The 100 İncelemeThe 100 İnceleme

Dünya, 97 yıl önce nükleer savaş sonrası yok edilmiş, medeniyetler yıkılmıştır. 400 kadar insan dünyayı terk etmiş, “ARK” adındaki uzay istasyonunda hayatta kalmayı başarmışlardır. Toplam üç nesilin yaşadığı istasyonda, nüfus planlaması yapılmasına rağmen insan nüfusu 4000’e ulaşmıştır.

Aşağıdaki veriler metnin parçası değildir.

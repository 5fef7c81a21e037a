//! Privacy policy and terms of service text

use serde::Serialize;

#[derive(Debug, Clone, Copy, Serialize)]
pub struct LegalSection {
    pub heading: &'static str,
    pub paragraphs: &'static [&'static str],
    /// Bullet list, optionally grouped under a subheading
    pub lists: &'static [BulletList],
}

#[derive(Debug, Clone, Copy, Serialize)]
pub struct BulletList {
    pub title: Option<&'static str>,
    pub items: &'static [&'static str],
}

#[derive(Debug, Clone, Copy, Serialize)]
#[serde(rename_all = "camelCase")]
pub struct LegalDocument {
    pub title: &'static str,
    pub last_updated: &'static str,
    pub sections: &'static [LegalSection],
}

const fn list(items: &'static [&'static str]) -> BulletList {
    BulletList { title: None, items }
}

pub static PRIVACY_POLICY: LegalDocument = LegalDocument {
    title: "Privacy Policy",
    last_updated: "December 2024",
    sections: &[
        LegalSection {
            heading: "1. Information We Collect",
            paragraphs: &[],
            lists: &[
                BulletList {
                    title: Some("Personal Information"),
                    items: &[
                        "Name and contact information",
                        "Phone numbers and email addresses",
                        "Business information and preferences",
                        "Payment and billing information",
                    ],
                },
                BulletList {
                    title: Some("Usage Information"),
                    items: &[
                        "Call logs and message history",
                        "Service usage statistics",
                        "Device and browser information",
                        "IP addresses and location data",
                    ],
                },
            ],
        },
        LegalSection {
            heading: "2. How We Use Your Information",
            paragraphs: &["We use your information to:"],
            lists: &[list(&[
                "Provide and improve our voice outreach services",
                "Process payments and manage your account",
                "Send service-related communications",
                "Analyze usage patterns and optimize performance",
                "Comply with legal obligations",
            ])],
        },
        LegalSection {
            heading: "3. Information Sharing",
            paragraphs: &[
                "We may share your information with:",
                "We never sell your personal information to third parties.",
            ],
            lists: &[list(&[
                "Service providers who assist in our operations",
                "Payment processors for billing purposes",
                "Legal authorities when required by law",
                "Business partners with your explicit consent",
            ])],
        },
        LegalSection {
            heading: "4. Data Security",
            paragraphs: &["We implement industry-standard security measures to protect your data, including:"],
            lists: &[list(&[
                "Encryption of data in transit and at rest",
                "Regular security audits and monitoring",
                "Access controls and authentication",
                "Secure data centers and infrastructure",
            ])],
        },
        LegalSection {
            heading: "5. Data Retention",
            paragraphs: &["We retain your information for as long as necessary to provide our services and comply with legal obligations. Call logs and message data are typically retained for 12 months unless longer retention is required by law."],
            lists: &[],
        },
        LegalSection {
            heading: "6. Your Rights",
            paragraphs: &["You have the right to:"],
            lists: &[list(&[
                "Access and review your personal information",
                "Correct inaccurate or incomplete data",
                "Delete your account and associated data",
                "Export your data in a portable format",
                "Opt-out of marketing communications",
            ])],
        },
        LegalSection {
            heading: "7. Cookies and Tracking",
            paragraphs: &["We use cookies and similar technologies to improve your experience, analyze usage, and provide personalized content. You can control cookie settings through your browser preferences."],
            lists: &[],
        },
        LegalSection {
            heading: "8. International Data Transfers",
            paragraphs: &["Your data may be processed in countries other than your own. We ensure appropriate safeguards are in place to protect your information in accordance with applicable data protection laws."],
            lists: &[],
        },
        LegalSection {
            heading: "9. Changes to This Policy",
            paragraphs: &["We may update this Privacy Policy from time to time. We will notify you of any material changes by email or through our service."],
            lists: &[],
        },
        LegalSection {
            heading: "10. Contact Us",
            paragraphs: &[
                "If you have any questions about this Privacy Policy or our data practices, please contact us:",
                "Email: privacy@voicereach.ai",
                "Address: Mumbai, Maharashtra, India",
                "Phone: +91-XXXX-XXXX-XX",
            ],
            lists: &[],
        },
    ],
};

pub static TERMS_AND_CONDITIONS: LegalDocument = LegalDocument {
    title: "Terms and Conditions",
    last_updated: "December 2024",
    sections: &[
        LegalSection {
            heading: "1. Acceptance of Terms",
            paragraphs: &["By accessing and using VoiceReach (\"Service\"), you accept and agree to be bound by the terms and provision of this agreement. If you do not agree to abide by the above, please do not use this service."],
            lists: &[],
        },
        LegalSection {
            heading: "2. Service Description",
            paragraphs: &["VoiceReach provides AI-powered voice outreach and messaging services for businesses in India and Nepal. Our service includes voice calls, SMS messaging, and automated communication sequences in multiple local languages."],
            lists: &[],
        },
        LegalSection {
            heading: "3. Credit System and Billing",
            paragraphs: &[],
            lists: &[list(&[
                "Voice calls are charged at $0.01 per minute (₹0.8 per minute)",
                "Messages are charged at $0.004 per message (₹0.3 per message)",
                "Credits are non-refundable and do not expire",
                "All prices are subject to change with 30 days notice",
            ])],
        },
        LegalSection {
            heading: "4. Acceptable Use Policy",
            paragraphs: &["You agree not to use the Service to:"],
            lists: &[list(&[
                "Send spam, unsolicited, or bulk communications",
                "Violate any applicable laws or regulations",
                "Harass, abuse, or harm others",
                "Impersonate any person or entity",
                "Distribute malicious software or content",
            ])],
        },
        LegalSection {
            heading: "5. Data Protection and Privacy",
            paragraphs: &["We are committed to protecting your privacy and personal data. Please refer to our Privacy Policy for detailed information about how we collect, use, and protect your information."],
            lists: &[],
        },
        LegalSection {
            heading: "6. Service Availability",
            paragraphs: &["While we strive for 99.9% uptime, we do not guarantee uninterrupted service. We reserve the right to modify, suspend, or discontinue the service at any time with reasonable notice."],
            lists: &[],
        },
        LegalSection {
            heading: "7. Limitation of Liability",
            paragraphs: &["VoiceReach shall not be liable for any indirect, incidental, special, consequential, or punitive damages, including without limitation, loss of profits, data, use, goodwill, or other intangible losses."],
            lists: &[],
        },
        LegalSection {
            heading: "8. Governing Law",
            paragraphs: &["These terms shall be governed by and construed in accordance with the laws of India, without regard to its conflict of law provisions."],
            lists: &[],
        },
        LegalSection {
            heading: "9. Contact Information",
            paragraphs: &[
                "If you have any questions about these Terms and Conditions, please contact us at:",
                "Email: legal@voicereach.ai",
                "Address: Mumbai, Maharashtra, India",
            ],
            lists: &[],
        },
    ],
};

Oksijen, yiyecek, içecek gibi kaynakların kıt olmasından dolayı istasyonda katı kurallar hakimdir. 18 Yaşını dolduran her genç idama mahkum edilmektedir. Hayatta kalmanın yollarını arayışa geçmişler ve tekrar dünyaya dönmeyi düşünmektedirler. Dünya’nın yaşanabilir bir hale geldiğini anlamak için 100 adet genç mahkumu Dünya’ya gönderirler. Gençler arasında sürtüşmeler, gruplaşmalar ve lider olma çabaları başgösterir. Tehlikelerle dolu gizemli dünyada hayatta kalabilmeleri için işbirliği yapmaları gerekmektedir.

Dizi Künyesi

IMDB: 7,6 / 10 – 265.101 Oy
Senaryo: Jason Rothenberg
Tür: Bilimkurgu, Aksiyon, Macera, Dram
Bölüm Sayısı: 13
Yayın Tarihi: 19 Mart 2014 – 30 Eylül 2020
Kanal: The CW Television Network
Ülke: ABD
Dil: İngilizce
Sezon Sayısı: 7
Bölüm Sayısı: 100
Süre: 42 Dakika

Önemli Uyarı: Eğer diziyi izlemediyseniz bu yorum dizi hakkında spoiler içerebilir.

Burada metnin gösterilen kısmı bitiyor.